The Ravens are 2nd in the NFL with 25 sacks in 7 games.  That’s a big step forward from last year’s disappointing pass rush and begs an obvious question.

 

Where are the extra sacks coming from?

 

The easiest answer to this question would be to simply show the difference in absolute sacks by player, but you don’t need me to do that for you.  The question should really be rephrased.

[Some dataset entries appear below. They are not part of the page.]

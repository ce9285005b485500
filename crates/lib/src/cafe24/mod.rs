//! cafe24 webhook events: event-code classification and inbound payload parsing.

mod classify;
mod payload;

pub use classify::{classify_event, EventClassification, EventColor};
pub use payload::{parse_body, InboundPayload, Resource};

In what situations are the additional sacks occurring?

 

To that end, I thought it would be fun to compare 3 teams, the 2011 team, the disappointing 2010 pass rush which generated a franchise-record-low 27 sacks, and the 2006 team which generated a team-record 60 sacks.  If you’re a fan of the 2000 or 2003 Ravens defenses (and who isn’t) we’ll need to look at those another time in the interest of brevity.

 

 

All of the values will be presented as sacks as a percentage of drop backs.  I’m defining a “drop back” as any play where a player either throws a pass or is sacked without a penalty occurring.  If the QB drops back and subsequently scrambles past the line of scrimmage, it is not counted as a drop back.  I exclude spikes and passes thrown/attempted from special teams formations.  A pass thrown by a running back, say, would be included.

 

I would have liked to have had Quarterback Hits (QHs) coded as well, but there are complications.  Not every sack is a QH (specifically strip fumbles and times when the QB is run out of bounds) and not every QH is a sack (pretty obvious).  Furthermore, QHs are the source of many errors in the Gamebook.  Providing pressure in a general sense doesn’t need to result in either a sack or QH, but there is no standard definition for a “pressure” nor is it a stat counted by the NFL.  Sacks are a good proxy for overall pressure, but they are not all encompassing.  It’s a little like judging a hitter entirely by what we used to know as the “scoreboard statistics” (AVG/HR/RBI).  They are good indicators, but not as good as slugging percentage and on-base percentage.

 

On we go, and we’ll start in a fairly obvious place.

 

Sacks by Down

 

2011

2010

2006

1st

         8.0

1.7

10.4

2nd

         4.9

3.1

8.6

3rd

       15.0

9.0

13.3

4th

       40.0

9.1

5.6

All

         9.9

4.4

10.6

 

Reading the upper left entry, the Ravens have sacked their opponents on 8% (7 of 87) of all 1st down passing plays.  I considered including all the raw data, but I want to focus on trends, reasons, and frequency, so I’m just going to give you the percentage rate in each case and expand as needed. 

 

First of all, you can see from the overall rate that the 2011 Ravens are generating more than twice as many (225% as many) sacks per pass play than their 2010 counterparts and have an improved sack rate for all down situations.  It should also be a comfort to see the Ravens so close (94%) to the pass rush rate posted by the 2006 “Organized Chaos” defense.  If this were baseball I’d say it’s a lot easier to hit .350 through June 20th than it is for a full season.

 

To date, the 3rd-down sack rate of the 2011 team is their most impressive accomplishment.  The Ravens frequently substitute Kruger, McPhee, Ayanbadejo, and a 3rd corner on those plays.  For much of the year, the third corner replaced Webb on the outside.  Lardarius moved inside and was afforded some pass rush opportunities from the slot.   Webb has rushed the passer 16 times in 7 games this season with half a sack, a deflected pass that foiled a 3rd down, and a pressure.  He rushed the passer just 9 times all last season.  Carr returned to slot coverage against Arizona with Webb remaining on the outside.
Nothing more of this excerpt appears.